Represented by Chairman, North Central public hearing committee, for Plateau, Nasarawa and Benue States, Senator Abdullahi Adamu, he said the process provide a platform for the good people of Nigeria to express their opinions on the fundamental law that govern the country.
‘The focus of this committee is how to manage the review exercise in a fair, inclusive, credible and transparent manner.
‘At the commencement of this 9th Senate, we had set for ourselves a legislative agenda as a basis on which we are to be assessed. Sitting prominently in that agenda is the need to address, by way of constitutional amendments, topical issues like judicial and Electoral Reforms, Local Government Autonomy, and devolution of powers.
‘There are developmental challenges in our country. Many argue that these challenges are due to several factors, which include history, culture, natural endorsements and politics.
‘We have a compelling duty to carefully address every challenge to this nation and there is no better way to do it th through this constitution amendment exercise.’
He noted that the National Assembly has a responsibility of giving Nigerian citizens a constitution that speak to their challenges and that which can be call their own constitution.
Plateau State Governor Simon Lalong advocated for state police and devolution of power at the federal level to strengthen the states and the local governments.
‘This is more apt when Nigeria is today facing serious security and economic challenges that many tie to the 1999 Constitution. For instance, many believe that if the Constitution had provided for state police, the level of crime and insecurity will not be as high as we are witnessing today.
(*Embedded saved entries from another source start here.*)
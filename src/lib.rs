//! `crawlctl` — a controllable, domain-bounded web crawler exposed over a
//! unary + server-streaming gRPC control API.

pub mod config;
pub mod crawl {
    tonic::include_proto!("crawl");
}
pub mod engine;
pub mod fetcher;
pub mod registry;
pub mod service;
pub mod tree;
pub mod url_norm;
pub mod visited;
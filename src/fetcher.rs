//! The Fetcher plug-in contract: given a URL, return the page body and the
//! list of outbound link URLs it contains, or an error. The engine
//! tolerates links that are relative, absolute, off-host, or syntactically
//! invalid — normalization and host filtering are the engine's job, not
//! the fetcher's.

use std::collections::HashMap;

use async_trait::async_trait;
use scraper::{Html, Selector};

/// A fetched page: its body text and the raw `href` values found on it.
pub struct FetchedPage {
    pub body: String,
    pub links: Vec<String>,
}

#[async_trait]
pub trait Fetcher: Send + Sync {
    async fn fetch(&self, url: &str) -> anyhow::Result<FetchedPage>;
}

/// Reference fetcher: an HTML parser backed by `reqwest` + `scraper`,
/// fetching and extracting `a[href]` links from a single page. The engine
/// owns traversal, depth, and bounds, not the fetcher.
pub struct HtmlFetcher {
    client: reqwest::Client,
}

impl HtmlFetcher {
    pub fn new(user_agent: &str) -> anyhow::Result<Self> {
        let client = reqwest::Client::builder().user_agent(user_agent).build()?;
        Ok(Self { client })
    }

    fn extract_links(body: &str) -> anyhow::Result<Vec<String>> {
        let document = Html::parse_document(body);
        let selector = Selector::parse("a[href]").map_err(|e| anyhow::anyhow!("{:?}", e))?;
        Ok(document
            .select(&selector)
            .filter_map(|el| el.value().attr("href").map(str::to_string))
            .collect())
    }
}

#[async_trait]
impl Fetcher for HtmlFetcher {
    async fn fetch(&self, url: &str) -> anyhow::Result<FetchedPage> {
        let response = self.client.get(url).send().await?.error_for_status()?;
        let body = response.text().await?;
        let links = Self::extract_links(&body)?;
        Ok(FetchedPage { body, links })
    }
}

/// Canned-page fetcher for tests: a fixed map from URL to (body, links),
/// erroring for anything absent.
#[derive(Default)]
pub struct MockFetcher {
    pages: HashMap<String, FetchedPage>,
}

impl MockFetcher {
    pub fn new() -> Self {
        Self::default()
    }

    pub fn with_page(mut self, url: &str, body: &str, links: &[&str]) -> Self {
        self.pages.insert(
            url.to_string(),
            FetchedPage {
                body: body.to_string(),
                links: links.iter().map(|s| s.to_string()).collect(),
            },
        );
        self
    }

    /// A small fixture: `golang.org` and its `pkg`/`cmd`/`pkg/fmt`/`pkg/os`
    /// subtree, each linking back toward the root so the engine's cycle
    /// suppression is exercised.
    pub fn golang_fixture() -> Self {
        Self::new()
            .with_page(
                "http://golang.org/",
                "The Go Programming Language",
                &["http://golang.org/pkg/", "http://golang.org/cmd/"],
            )
            .with_page(
                "http://golang.org/pkg/",
                "Packages",
                &[
                    "http://golang.org/",
                    "http://golang.org/cmd/",
                    "http://golang.org/pkg/fmt/",
                    "http://golang.org/pkg/os/",
                ],
            )
            .with_page(
                "http://golang.org/cmd/",
                "Commands",
                &["http://golang.org/", "http://golang.org/pkg/"],
            )
            .with_page(
                "http://golang.org/pkg/fmt/",
                "Package fmt",
                &["http://golang.org/", "http://golang.org/pkg/"],
            )
            .with_page(
                "http://golang.org/pkg/os/",
                "Package os",
                &["http://golang.org/", "http://golang.org/pkg/"],
            )
    }
}

#[async_trait]
impl Fetcher for MockFetcher {
    async fn fetch(&self, url: &str) -> anyhow::Result<FetchedPage> {
        match self.pages.get(url) {
            Some(page) => Ok(FetchedPage {
                body: page.body.clone(),
                links: page.links.clone(),
            }),
            None => Err(anyhow::anyhow!("not found: {url}")),
        }
    }
}
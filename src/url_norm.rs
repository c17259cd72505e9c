//! URL normalization: the canonical string form used as the key in the
//! visited set and in the discovery tree. Two URLs are the same crawl
//! target iff their normalizations match.

use url::Url;

/// Normalizes a URL the way the engine needs it normalized: lowercase
/// scheme/host, dot-segments resolved, default ports stripped, fragment
/// dropped. Does not force `http://` and does not force `www.` — both
/// would change the identity of a page that doesn't use them.
pub fn normalize(raw: &str) -> Result<String, url::ParseError> {
    let mut url = Url::parse(raw)?;
    url.set_fragment(None);

    if let Some(port) = url.port() {
        let default_port = match url.scheme() {
            "http" => Some(80),
            "https" => Some(443),
            _ => None,
        };
        if Some(port) == default_port {
            let _ = url.set_port(None);
        }
    }

    Ok(url.as_str().to_string())
}

/// Extracts the registered host from an already-normalized URL.
pub fn host_of(normalized: &str) -> Option<String> {
    Url::parse(normalized)
        .ok()
        .and_then(|u| u.host_str().map(str::to_string))
}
‘The same assertion goes for the economy where many feel the centre controls too much.I am happy that these and more items have been listed for this public hearing aimed at generating views and submissions that will eventually lead to the birth of a people’s constitution that will address the yearnings and aspirations of the citizens.
‘Many have raised concerns on the need to devolve more powers to the sub-national levels; enshrine Fiscal Federalism in revenue allocation; guarantee autonomy for all arms and tiers of government; provide specific roles to traditional rulers; and strengthen electoral reforms to guarantee free, fair and credible elections among others.’
Memorandums were submitted by the Government of Nasarawa, Benue and Plateau state. Others are Nigeria Labour Congress, Human Rights Commission, Nigeria Union of Local Government Employees among several public and private organisations.